## Your objective
Retype every record that appears below, unchanged.

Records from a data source
______________________________
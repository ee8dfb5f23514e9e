//! Per-module array extraction from a full detector frame.

use crate::Result;
use eigerpix_core::detector::ModuleSlice;
use ndarray::{s, Array2, ArrayView2};

/// Pixel array of one module.
pub type ModuleArray = Array2<i64>;

/// Cuts one module out of a full frame.
///
/// With a bit depth of 32 the stored values are reinterpreted as signed
/// 32-bit pixels; other depths pass values through unchanged.
///
/// # Errors
/// Returns [`eigerpix_core::Error::ModuleOutOfBounds`] if the module region
/// exceeds the frame.
#[allow(clippy::cast_possible_truncation)]
pub fn materialize(
    frame: ArrayView2<'_, i64>,
    slice: &ModuleSlice,
    bit_depth: Option<u32>,
) -> Result<ModuleArray> {
    let shape = [frame.nrows(), frame.ncols()];
    if !slice.fits(shape) {
        return Err(eigerpix_core::Error::ModuleOutOfBounds {
            rows: slice.rows.clone(),
            cols: slice.cols.clone(),
            shape,
        }
        .into());
    }

    let view = frame.slice(s![slice.rows.clone(), slice.cols.clone()]);
    let array = if bit_depth == Some(32) {
        view.mapv(|value| i64::from(value as i32))
    } else {
        view.to_owned()
    };
    Ok(array)
}

/// Cuts every module out of a full frame, in slice order.
///
/// # Errors
/// See [`materialize`].
pub fn materialize_modules(
    frame: ArrayView2<'_, i64>,
    slices: &[ModuleSlice],
    bit_depth: Option<u32>,
) -> Result<Vec<ModuleArray>> {
    slices
        .iter()
        .map(|slice| materialize(frame, slice, bit_depth))
        .collect()
}
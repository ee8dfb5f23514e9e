//! Profile registry used for format discovery.

use crate::format::EigerImageFormat;
use crate::nexus::NxmxFile;
use crate::{Error, Result};
use eigerpix_core::{DetectorProfile, EigerProfile};
use std::path::Path;
use std::sync::Arc;

/// Ordered set of detector profiles, looked up by plugin name or by file.
#[derive(Clone, Default)]
pub struct FormatRegistry {
    profiles: Vec<Arc<dyn DetectorProfile>>,
}

impl FormatRegistry {
    /// Creates an empty registry.
    #[must_use]
    pub fn new() -> Self {
        Self::default()
    }

    /// Creates a registry holding the built-in ID7B2 profile.
    #[must_use]
    pub fn with_builtin() -> Self {
        Self {
            profiles: vec![Arc::new(EigerProfile::chess_id7b2())],
        }
    }

    /// Adds a profile. Profiles are tried in registration order.
    ///
    /// # Errors
    /// Returns [`Error::DuplicatePlugin`] if the name is already taken.
    pub fn register(&mut self, profile: Arc<dyn DetectorProfile>) -> Result<()> {
        if self.get(profile.name()).is_some() {
            return Err(Error::DuplicatePlugin(profile.name().to_string()));
        }
        log::debug!("registered format plugin {}", profile.name());
        self.profiles.push(profile);
        Ok(())
    }

    /// Registered plugin names, in registration order.
    pub fn names(&self) -> impl Iterator<Item = &str> {
        self.profiles.iter().map(|profile| profile.name())
    }

    /// Number of registered profiles.
    #[must_use]
    pub fn len(&self) -> usize {
        self.profiles.len()
    }

    /// Returns true if no profile is registered.
    #[must_use]
    pub fn is_empty(&self) -> bool {
        self.profiles.is_empty()
    }

    /// Profile registered under `name`.
    #[must_use]
    pub fn get(&self, name: &str) -> Option<&Arc<dyn DetectorProfile>> {
        self.profiles.iter().find(|profile| profile.name() == name)
    }

    /// First profile that recognises the file at `path`.
    pub fn find<P: AsRef<Path>>(&self, path: P) -> Option<&Arc<dyn DetectorProfile>> {
        let file = match NxmxFile::open(&path) {
            Ok(file) => file,
            Err(e) => {
                log::debug!("{}: not readable as HDF5: {e}", path.as_ref().display());
                return None;
            }
        };
        self.profiles
            .iter()
            .find(|&profile| file.identifies(&**profile))
    }

    /// Opens `path` with the first profile that recognises it.
    ///
    /// Returns `Ok(None)` when no profile applies.
    ///
    /// # Errors
    /// Fails if a matching file cannot be reopened for reading.
    pub fn open<P: AsRef<Path>>(&self, path: P) -> Result<Option<EigerImageFormat>> {
        match self.find(&path) {
            Some(profile) => Ok(Some(EigerImageFormat::open(path, Arc::clone(profile))?)),
            None => Ok(None),
        }
    }
}
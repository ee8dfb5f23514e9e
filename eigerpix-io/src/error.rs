//! I/O error types.

use thiserror::Error;

/// Result type for I/O operations.
pub type Result<T> = std::result::Result<T, Error>;

/// I/O error types.
#[derive(Error, Debug)]
pub enum Error {
    /// File I/O error.
    #[error("I/O error: {0}")]
    Io(#[from] std::io::Error),

    /// HDF5 library error.
    #[error("HDF5 error: {0}")]
    Hdf5(#[from] hdf5::Error),

    /// Required node absent from the file.
    #[error("missing node: {path}")]
    MissingNode { path: String },

    /// Data block holds fewer frames than the resolved offset.
    #[error("frame {frame} out of range for {block} ({frames} frames)")]
    FrameOutOfRange {
        block: String,
        frame: usize,
        frames: usize,
    },

    /// A profile with the same plugin name is already registered.
    #[error("duplicate plugin name: {0}")]
    DuplicatePlugin(String),

    /// Node present but not of the expected shape or type.
    #[error("invalid file format: {0}")]
    InvalidFormat(String),

    /// Core library error.
    #[error("core error: {0}")]
    CoreError(#[from] eigerpix_core::Error),
}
______________________________
## Answer to this problem
repository ee8dfb5f23514e9e
//! Per-module array extraction from a full detector frame.

use crate::Result;
use eigerpix_core::detector::ModuleSlice;
use ndarray::{s, Array2, ArrayView2};

/// Pixel array of one module.
pub type ModuleArray = Array2<i64>;

/// Cuts one module out of a full frame.
///
/// With a bit depth of 32 the stored values are reinterpreted as signed
/// 32-bit pixels; other depths pass values through unchanged.
///
/// # Errors
/// Returns [`eigerpix_core::Error::ModuleOutOfBounds`] if the module region
/// exceeds the frame.
#[allow(clippy::cast_possible_truncation)]
pub fn materialize(
    frame: ArrayView2<'_, i64>,
    slice: &ModuleSlice,
    bit_depth: Option<u32>,
) -> Result<ModuleArray> {
    let shape = [frame.nrows(), frame.ncols()];
    if !slice.fits(shape) {
        return Err(eigerpix_core::Error::ModuleOutOfBounds {
            rows: slice.rows.clone(),
            cols: slice.cols.clone(),
            shape,
        }
        .into());
    }

    let view = frame.slice(s![slice.rows.clone(), slice.cols.clone()]);
    let array = if bit_depth == Some(32) {
        view.mapv(|value| i64::from(value as i32))
    } else {
        view.to_owned()
    };
    Ok(array)
}

/// Cuts every module out of a full frame, in slice order.
///
/// # Errors
/// See [`materialize`].
pub fn materialize_modules(
    frame: ArrayView2<'_, i64>,
    slices: &[ModuleSlice],
    bit_depth: Option<u32>,
) -> Result<Vec<ModuleArray>> {
    slices
        .iter()
        .map(|slice| materialize(frame, slice, bit_depth))
        .collect()
}
repository ee8dfb5f23514e9e
//! Profile registry used for format discovery.

use crate::format::EigerImageFormat;
use crate::nexus::NxmxFile;
use crate::{Error, Result};
use eigerpix_core::{DetectorProfile, EigerProfile};
use std::path::Path;
use std::sync::Arc;

/// Ordered set of detector profiles, looked up by plugin name or by file.
#[derive(Clone, Default)]
pub struct FormatRegistry {
    profiles: Vec<Arc<dyn DetectorProfile>>,
}

impl FormatRegistry {
    /// Creates an empty registry.
    #[must_use]
    pub fn new() -> Self {
        Self::default()
    }

    /// Creates a registry holding the built-in ID7B2 profile.
    #[must_use]
    pub fn with_builtin() -> Self {
        Self {
            profiles: vec![Arc::new(EigerProfile::chess_id7b2())],
        }
    }

    /// Adds a profile. Profiles are tried in registration order.
    ///
    /// # Errors
    /// Returns [`Error::DuplicatePlugin`] if the name is already taken.
    pub fn register(&mut self, profile: Arc<dyn DetectorProfile>) -> Result<()> {
        if self.get(profile.name()).is_some() {
            return Err(Error::DuplicatePlugin(profile.name().to_string()));
        }
        log::debug!("registered format plugin {}", profile.name());
        self.profiles.push(profile);
        Ok(())
    }

    /// Registered plugin names, in registration order.
    pub fn names(&self) -> impl Iterator<Item = &str> {
        self.profiles.iter().map(|profile| profile.name())
    }

    /// Number of registered profiles.
    #[must_use]
    pub fn len(&self) -> usize {
        self.profiles.len()
    }

    /// Returns true if no profile is registered.
    #[must_use]
    pub fn is_empty(&self) -> bool {
        self.profiles.is_empty()
    }

    /// Profile registered under `name`.
    #[must_use]
    pub fn get(&self, name: &str) -> Option<&Arc<dyn DetectorProfile>> {
        self.profiles.iter().find(|profile| profile.name() == name)
    }

    /// First profile that recognises the file at `path`.
    pub fn find<P: AsRef<Path>>(&self, path: P) -> Option<&Arc<dyn DetectorProfile>> {
        let file = match NxmxFile::open(&path) {
            Ok(file) => file,
            Err(e) => {
                log::debug!("{}: not readable as HDF5: {e}", path.as_ref().display());
                return None;
            }
        };
        self.profiles
            .iter()
            .find(|&profile| file.identifies(&**profile))
    }

    /// Opens `path` with the first profile that recognises it.
    ///
    /// Returns `Ok(None)` when no profile applies.
    ///
    /// # Errors
    /// Fails if a matching file cannot be reopened for reading.
    pub fn open<P: AsRef<Path>>(&self, path: P) -> Result<Option<EigerImageFormat>> {
        match self.find(&path) {
            Some(profile) => Ok(Some(EigerImageFormat::open(path, Arc::clone(profile))?)),
            None => Ok(None),
        }
    }
}
repository ee8dfb5f23514e9e
filename eigerpix-io/src/error.rs
//! I/O error types.

use thiserror::Error;

/// Result type for I/O operations.
pub type Result<T> = std::result::Result<T, Error>;

/// I/O error types.
#[derive(Error, Debug)]
pub enum Error {
    /// File I/O error.
    #[error("I/O error: {0}")]
    Io(#[from] std::io::Error),

    /// HDF5 library error.
    #[error("HDF5 error: {0}")]
    Hdf5(#[from] hdf5::Error),

    /// Required node absent from the file.
    #[error("missing node: {path}")]
    MissingNode { path: String },

    /// Data block holds fewer frames than the resolved offset.
    #[error("frame {frame} out of range for {block} ({frames} frames)")]
    FrameOutOfRange {
        block: String,
        frame: usize,
        frames: usize,
    },

    /// A profile with the same plugin name is already registered.
    #[error("duplicate plugin name: {0}")]
    DuplicatePlugin(String),

    /// Node present but not of the expected shape or type.
    #[error("invalid file format: {0}")]
    InvalidFormat(String),

    /// Core library error.
    #[error("core error: {0}")]
    CoreError(#[from] eigerpix_core::Error),
}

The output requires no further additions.